Just like previous versions of Operations Manager, all SCOM deployments are installed as “Evaluation Version” which is a 180 trial. You DON’T want to forget about this and have your production and lab deployments time-bomb on you down the road.
To see your current license, in PowerShell on a SCOM server:
Get-SCOMManagementGroup | ft skuforlicense, timeofexpiration -a
In order to set your license – you just need to run the Set-SCOMLicense cmdlet. This is documented here:
IMPORTANT:
1. You need to get your license key, from whomever keeps that information for your company.
2. The best place to run this is on one of your SCOM management servers.
2. You MUST run this cmdlet in a PowerShell sessions launched “As an administrator” as this will need access to write to the registry.
3. You must run this cmdlet as a user who has write access to the OperationsManager database.
Run this command ONE time on ANY management server…..
Set-SCOMLicense -ProductId ‘99999-99999-99999-99999-99999’
…… where you change the example key above to your key.
You should restart the PowerShell session, then run the command to get the license again.
(Note: You might have to restart you management server services or reboot the management server before you see this take effect)
Common issues:
Issue #1: You run the cmdlet – and you get the following response: Set-SCOMLicense : Requested registry access is not allowed.
Resolution: Run the cmdlet in a PowerShell window “As an administrator”. You must be logged in with an account that has local administrator rights on the SCOM server, AND running under a PowerShell session that is elevated.
Issue #2: You run the cmdlet, and it just hangs, and never does anything.
Resolution: This will happen when you are running the command as a local administrator, but do NOT have the rights to the OperationsManager database. The Set-SCOMLicense command will write directly to the OperationsManager database. You need to run this command as a user account that has local administrator rights to the local management server, AND has the appropriate rights to the SCOM OperationsManager database. DBO user right over the OperationsManager DB is enough permission.
Issue #3: You run the cmdlet, and get back an error: Set-SCOMLicense : The product key is not valid. Please enter a valid product key.

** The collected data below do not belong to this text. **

use criterion::{BenchmarkId, Criterion, criterion_group, criterion_main};
use digest_sketches::{
    BloomFilter, CountMinSketch, OptimizedCountMinSketch,
    ParameterizedBloomFilter,
};
use rand::{Rng, distr::Alphanumeric};
use std::hint::black_box;

// Helper function to generate random string data
fn generate_random_string(len: usize) -> String {
    rand::rng()
        .sample_iter(&Alphanumeric)
        .take(len)
        .map(char::from)
        .collect()
}

fn generate_test_data(count: usize) -> Vec<String> {
    (0..count).map(|_| generate_random_string(32)).collect()
}

fn bench_bloom(c: &mut Criterion) {
    let mut group = c.benchmark_group("bloom_filter");

    for num_hashes in [1, 4, 8] {
        let data = generate_test_data(1_000);

        group.bench_with_input(
            BenchmarkId::new("add", num_hashes),
            &data,
            |b, data| {
                b.iter_batched(
                    || {
                        BloomFilter::new(10_000, num_hashes)
                            .expect("Failed to create filter")
                    },
                    |mut filter| {
                        for item in data {
                            filter.add(item);
                        }
                        filter
                    },
                    criterion::BatchSize::SmallInput,
                );
            },
        );

        let mut filter = BloomFilter::new(10_000, num_hashes)
            .expect("Failed to create filter");
        for item in &data {
            filter.add(item);
        }
        group.bench_with_input(
            BenchmarkId::new("contains", num_hashes),
            &data,
            |b, data| {
                b.iter(|| {
                    for item in data {
                        black_box(filter.contains(item));
                    }
                });
            },
        );
    }

    group.bench_function("parameterized_new", |b| {
        b.iter(|| {
            ParameterizedBloomFilter::new(black_box(100_000), black_box(0.01))
                .expect("Failed to create filter")
        });
    });

    group.finish();
}

fn bench_count_min(c: &mut Criterion) {
    let mut group = c.benchmark_group("count_min_sketch");
    let data = generate_test_data(1_000);

    for depth in [1, 3, 7] {
        group.bench_with_input(
            BenchmarkId::new("update", depth),
            &data,
            |b, data| {
                let mut sketch = CountMinSketch::new(1_000, depth)
                    .expect("Failed to create sketch");
                b.iter(|| {
                    for item in data {
                        sketch.increment(item);
                    }
                });
            },
        );

        let mut sketch =
            CountMinSketch::new(1_000, depth).expect("Failed to create sketch");
        for item in &data {
            sketch.increment(item);
        }
        group.bench_with_input(
            BenchmarkId::new("estimate", depth),
            &data,
            |b, data| {
                b.iter(|| {
                    for item in data {
                        black_box(sketch.estimate(item));
                    }
                });
            },
        );
    }

    group.bench_function("optimized_new", |b| {
        b.iter(|| {
            OptimizedCountMinSketch::new(black_box(0.001), black_box(0.01))
                .expect("Failed to create sketch")
        });
    });

    group.finish();
}

criterion_group!(benches, bench_bloom, bench_count_min);
criterion_main!(benches);
use sha2::{Digest, Sha256};
use std::fmt;

/// Width of a [`Digest256`] in bytes.
pub const DIGEST_LEN: usize = 32;

/// A 256-bit hash value, interpreted as a big-endian unsigned integer.
///
/// Ordering follows the numeric value, since the bytes are stored most
/// significant first.
#[derive(Clone, Copy, PartialEq, Eq, PartialOrd, Ord, Hash)]
pub struct Digest256([u8; DIGEST_LEN]);

impl Digest256 {
    pub fn from_be_bytes(bytes: [u8; DIGEST_LEN]) -> Self {
        Self(bytes)
    }

    pub fn to_be_bytes(self) -> [u8; DIGEST_LEN] {
        self.0
    }

    pub fn as_bytes(&self) -> &[u8; DIGEST_LEN] {
        &self.0
    }

    /// Returns `self mod modulus`, computed exactly over all 256 bits.
    ///
    /// `modulus` must be non-zero. The accumulator stays below `modulus`
    /// between steps, so shifting in one byte never exceeds 72 bits.
    pub fn reduce(&self, modulus: usize) -> usize {
        debug_assert!(modulus > 0, "modulus must be > 0");
        let m = modulus as u128;
        self.0
            .iter()
            .fold(0u128, |acc, &byte| ((acc << 8) | byte as u128) % m)
            as usize
    }
}

impl fmt::Debug for Digest256 {
    fn fmt(&self, f: &mut fmt::Formatter<'_>) -> fmt::Result {
        write!(f, "Digest256(")?;
        for byte in &self.0 {
            write!(f, "{byte:02x}")?;
        }
        write!(f, ")")
    }
}

/// The `index`-th member of the hash family.
///
/// SHA-256 over the item bytes followed by the ASCII decimal form of
/// `index`. Pure: the same `(item, index)` always gives the same digest.
pub fn hash_item(item: &[u8], index: usize) -> Digest256 {
    let mut hasher = Sha256::new();
    hasher.update(item);
    hasher.update(index.to_string().as_bytes());
    Digest256(hasher.finalize().into())
}

/// Lazily yields `hash_item(item, i) mod modulus` for `i` in `0..num_hashes`.
///
/// Lazy so that membership checks can stop at the first unset bit.
pub fn hash_indices(
    item: &[u8],
    num_hashes: usize,
    modulus: usize,
) -> impl Iterator<Item = usize> + '_ {
    (0..num_hashes).map(move |i| hash_item(item, i).reduce(modulus))
}

/// Unrounded optimal bit count `-(n * ln p) / (ln 2)^2`.
pub fn optimal_bit_vector_size(n: usize, fpr: f64) -> f64 {
    let ln2 = std::f64::consts::LN_2;
    -(n as f64 * fpr.ln()) / (ln2 * ln2)
}

/// Unrounded optimal hash count `(m / n) * ln 2`.
pub fn optimal_num_hashes(n: usize, m: f64) -> f64 {
    (m / n as f64) * std::f64::consts::LN_2
}

/// Count-Min width `ceil(e / epsilon)`, before the range check.
pub fn optimal_width(epsilon: f64) -> f64 {
    (std::f64::consts::E / epsilon).ceil()
}

/// Count-Min depth `ceil(ln(1 / delta))`, before the range check.
pub fn optimal_depth(delta: f64) -> f64 {
    (1.0 / delta).ln().ceil()
}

Resolution: This will happen when you have invalid characters in your product key you are supplying. This can happen easily when you copy and paste the Product Id, use invalid quotes, or mistype the ID. Try again without any quotes, or open a new PowerShell window and re-run the command but type it out fully – do not paste the key.
Hi Kevin,
From my experience: restart ALL SCOM services on ALL Management Servers. Unless of course you really like troubleshooting weird errors, like HTTP 500 your SCOM web servers.
Regards, Gerald
Hi! I’m strugling with this error: Set-SCOMLicense : Unable to proceed with the command. Ensure you are connecting to correct Management Server and have
sufficient privileges to execute the command.
Elevated Powershell, using and account that is admin on the box, sysadmin on SQL and admin on SCOM too… it’s also the account I use to push agents (so log on as a service granted…).
🙁
Make sure you type the license key and do not paste it. I have seen some issues with copy/paste. You can capture a procmon trace to see what’s happening and where it seems to be failing.
i am getting the same error as this post “Set-SCOMLicense : Unable to proceed with the command. Ensure you are connecting to correct Management Server and have
sufficient privileges to execute the command.” – i typed the License key.
question – when it wants the “ManagementServer:” i assume that is the server name and not the scom management group. . management server name have to be FQDN? I have tried both
I entered the server name and entered by credentials but still get this error.
I didn’t realize i could do this from the SCOM console (about). I found that online.
I am all set now.
I had the exact same issue.
And confirm that I could succesfully activate by using the GUI (SCOM console) > About
Note: I copy/pasted the key in the GUI without issues, whereas the PS cmdlet failed
thanks
Hi Kevin,
I have a question. can we change SCOM license key second time. Suppose If I have already applied SCOM product key today and due to any reason after some time if I want to change the product key again, can I do that. if yes, than what would be the process is it same as from trial to full version or any other process.
There is no reason to do this. Everyone uses the same key for SCOM license. There is no concept of re-apply a license key. You are either licensed (Retail) or unlicensed (Eval). Period.
Hi Kewin,
Actually I have one of my customer who has scom which was being managed by other vendor who was owning the license. But now it will be managed by us. A new license is getting purchased by our company. And now it will be reapplied to same SCOM. Need your guidance if we can re-apply new license to same SCOM server.
It’s the same license key. There is no special key per customer. So as long as it is currently licensed, that’s all that matters.
Thank you Kevin for your reply. It really answers my query.
Hi Kevin Do you need to set the license if you are doing in place upgrade from 2012r2 to 2016?
No. You should check it, but re-applying a license should not be needed on an upgrade for a Licensed management group.
Thanks Kevin, Excellent Blog
After resetting the license key, all agents, Management servers and gateway servers are in a NOT MONITORED State. I verified the key is set to retail on all management servers.
Setting license keys has nothing to do with not monitored state. Most likely you have some other issue.